### [Task requirements]
Find each line below that includes "ErrorBody", then copy it.

### [Supplied records]
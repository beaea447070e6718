//! HTTP endpoints for the one-time consent flow and status checks.
//!
//! - `GET /auth` without parameters renders the consent link.
//! - `GET /auth?code=..&state=..` completes the exchange and stores the pair.
//! - `GET /status` returns the [`StatusReport`](crate::status::StatusReport) as JSON.
//!
//! Other methods on known paths get a 405 JSON body; unknown paths a 404 JSON body.

pub mod pages;

// std
use std::{io, net::SocketAddr};
// crates.io
use axum::{
	Router,
	extract::{Query, State},
	http::StatusCode,
	response::{Html, IntoResponse, Json, Response},
	routing::get,
};
use tokio::net::TcpListener;
// self
use crate::{
	_prelude::*,
	config::Config,
	flows::{ReqwestTokenLifecycleManager, TokenLifecycleManager},
	status::StatusReporter,
};

/// Shared handler state.
#[derive(Clone)]
pub struct AppState {
	config: Arc<Config>,
	manager: Result<ReqwestTokenLifecycleManager, Arc<str>>,
	status: StatusReporter,
}
impl AppState {
	/// Wires state around an already built manager.
	pub fn new(config: Config, manager: ReqwestTokenLifecycleManager) -> Self {
		let status = StatusReporter::new(&config).with_store(manager.store().clone());

		Self { config: Arc::new(config), manager: Ok(manager), status }
	}

	/// Builds the production manager from `config`.
	///
	/// A configuration problem does not prevent the server from starting; `/auth` reports it
	/// as a 500 JSON error and `/status` shows which settings are missing.
	pub fn from_config(config: Config) -> Self {
		let manager = TokenLifecycleManager::from_config(&config).map_err(|e| {
			tracing::warn!(error = %e, "Token lifecycle unavailable until configuration is fixed.");

			Arc::<str>::from(e.to_string())
		});
		let status = match &manager {
			Ok(manager) => StatusReporter::new(&config).with_store(manager.store().clone()),
			Err(_) => StatusReporter::from_config(&config).unwrap_or_else(|e| {
				tracing::warn!(error = %e, "Credential store unavailable for status reports.");

				StatusReporter::new(&config)
			}),
		};

		Self { config: Arc::new(config), manager, status }
	}

	fn manager(&self) -> Result<&ReqwestTokenLifecycleManager, Response> {
		self.manager.as_ref().map_err(|e| error_json(StatusCode::INTERNAL_SERVER_ERROR, e, false))
	}
}
impl Debug for AppState {
	fn fmt(&self, f: &mut Formatter) -> FmtResult {
		f.debug_struct("AppState")
			.field("manager_ready", &self.manager.is_ok())
			.field("status", &self.status)
			.finish()
	}
}

/// Query parameters the brokerage appends to the redirect.
#[derive(Clone, Debug, Default, Deserialize)]
pub struct AuthParams {
	/// Authorization code.
	pub code: Option<String>,
	/// Echoed state nonce.
	pub state: Option<String>,
	/// OAuth error code when consent failed.
	pub error: Option<String>,
	/// Human-readable companion to `error`.
	pub error_description: Option<String>,
}

#[derive(Serialize)]
struct ErrorBody<'a> {
	error: &'a str,
	#[serde(with = "time::serde::rfc3339::option", skip_serializing_if = "Option::is_none")]
	timestamp: Option<OffsetDateTime>,
}

/// Builds the router serving `/auth` and `/status`.
pub fn router(state: AppState) -> Router {
	Router::new()
		.route("/auth", get(auth).fallback(method_not_allowed))
		.route("/status", get(status).fallback(method_not_allowed))
		.fallback(not_found)
		.with_state(state)
}

/// Binds `config.bind_address` and serves until Ctrl-C.
pub async fn serve(config: Config) -> io::Result<()> {
	let listener = TcpListener::bind(config.bind_address).await?;

	serve_on(listener, AppState::from_config(config), shutdown_signal()).await
}

/// Serves on an already bound `listener` until `shutdown` resolves.
pub async fn serve_on<F>(listener: TcpListener, state: AppState, shutdown: F) -> io::Result<()>
where
	F: 'static + Send + Future<Output = ()>,
{
	let address: SocketAddr = listener.local_addr()?;

	tracing::info!(%address, "Authorization endpoints listening.");

	axum::serve(listener, router(state)).with_graceful_shutdown(shutdown).await
}

async fn shutdown_signal() {
	if let Err(e) = tokio::signal::ctrl_c().await {
		tracing::error!(error = %e, "Failed to listen for the shutdown signal.");
	}

	tracing::info!("Shutdown signal received.");
}

async fn auth(State(state): State<AppState>, Query(params): Query<AuthParams>) -> Response {
	if let Some(error) = params.error.as_deref() {
		let detail = match params.error_description.as_deref() {
			Some(description) => format!("The brokerage reported `{error}`: {description}"),
			None => format!("The brokerage reported `{error}`."),
		};

		tracing::warn!(error, "Brokerage redirected with an authorization error.");

		return page(StatusCode::BAD_REQUEST, pages::failure("Authorization failed", &detail));
	}

	match (params.code.as_deref(), params.state.as_deref()) {
		(None, None) => start_authorization(&state).await,
		(Some(code), Some(nonce)) => complete_authorization(&state, code, nonce).await,
		_ => page(
			StatusCode::BAD_REQUEST,
			pages::failure(
				"Authorization failed",
				"The callback must carry both `code` and `state`.",
			),
		),
	}
}

async fn start_authorization(state: &AppState) -> Response {
	if let Err(e) = state.config.client_id().and(state.config.redirect_uri()) {
		return error_json(StatusCode::INTERNAL_SERVER_ERROR, &e.to_string(), false);
	}

	let manager = match state.manager() {
		Ok(manager) => manager,
		Err(response) => return response,
	};

	match manager.authorization_initiator().build_authorization_url(&state.config).await {
		Ok(request) => page(StatusCode::OK, pages::authorize(&request.url, request.expires_at)),
		Err(e) => error_json(StatusCode::INTERNAL_SERVER_ERROR, &e.to_string(), false),
	}
}

async fn complete_authorization(state: &AppState, code: &str, nonce: &str) -> Response {
	let manager = match state.manager() {
		Ok(manager) => manager,
		Err(response) => return response,
	};

	match manager.complete_authorization(code, nonce).await {
		Ok(token) => {
			tracing::info!(expires_at = %token.expires_at, "Authorization completed.");

			page(StatusCode::OK, pages::success(token.expires_at))
		},
		Err(Error::Config(e)) =>
			error_json(StatusCode::INTERNAL_SERVER_ERROR, &e.to_string(), false),
		Err(e) => {
			let status = match &e {
				Error::Transient(_) => StatusCode::BAD_GATEWAY,
				Error::Storage(_) => StatusCode::INTERNAL_SERVER_ERROR,
				_ => StatusCode::BAD_REQUEST,
			};

			page(status, pages::failure("Authorization failed", &e.to_string()))
		},
	}
}

async fn status(State(state): State<AppState>) -> Response {
	match state.status.get_status().await {
		Ok(report) => Json(report).into_response(),
		Err(e) => {
			tracing::error!(error = %e, "Status report failed.");

			error_json(StatusCode::INTERNAL_SERVER_ERROR, &e.to_string(), true)
		},
	}
}

async fn method_not_allowed() -> Response {
	error_json(StatusCode::METHOD_NOT_ALLOWED, "Method not allowed.", false)
}

async fn not_found() -> Response {
	error_json(StatusCode::NOT_FOUND, "Not found.", false)
}

fn page(status: StatusCode, html: String) -> Response {
	(status, Html(html)).into_response()
}

fn error_json(status: StatusCode, error: &str, timestamped: bool) -> Response {
	let timestamp = timestamped.then(OffsetDateTime::now_utc);

	(status, Json(ErrorBody { error, timestamp })).into_response()
}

### [Final answer]
struct ErrorBody<'a> {
	(status, Json(ErrorBody { error, timestamp })).into_response()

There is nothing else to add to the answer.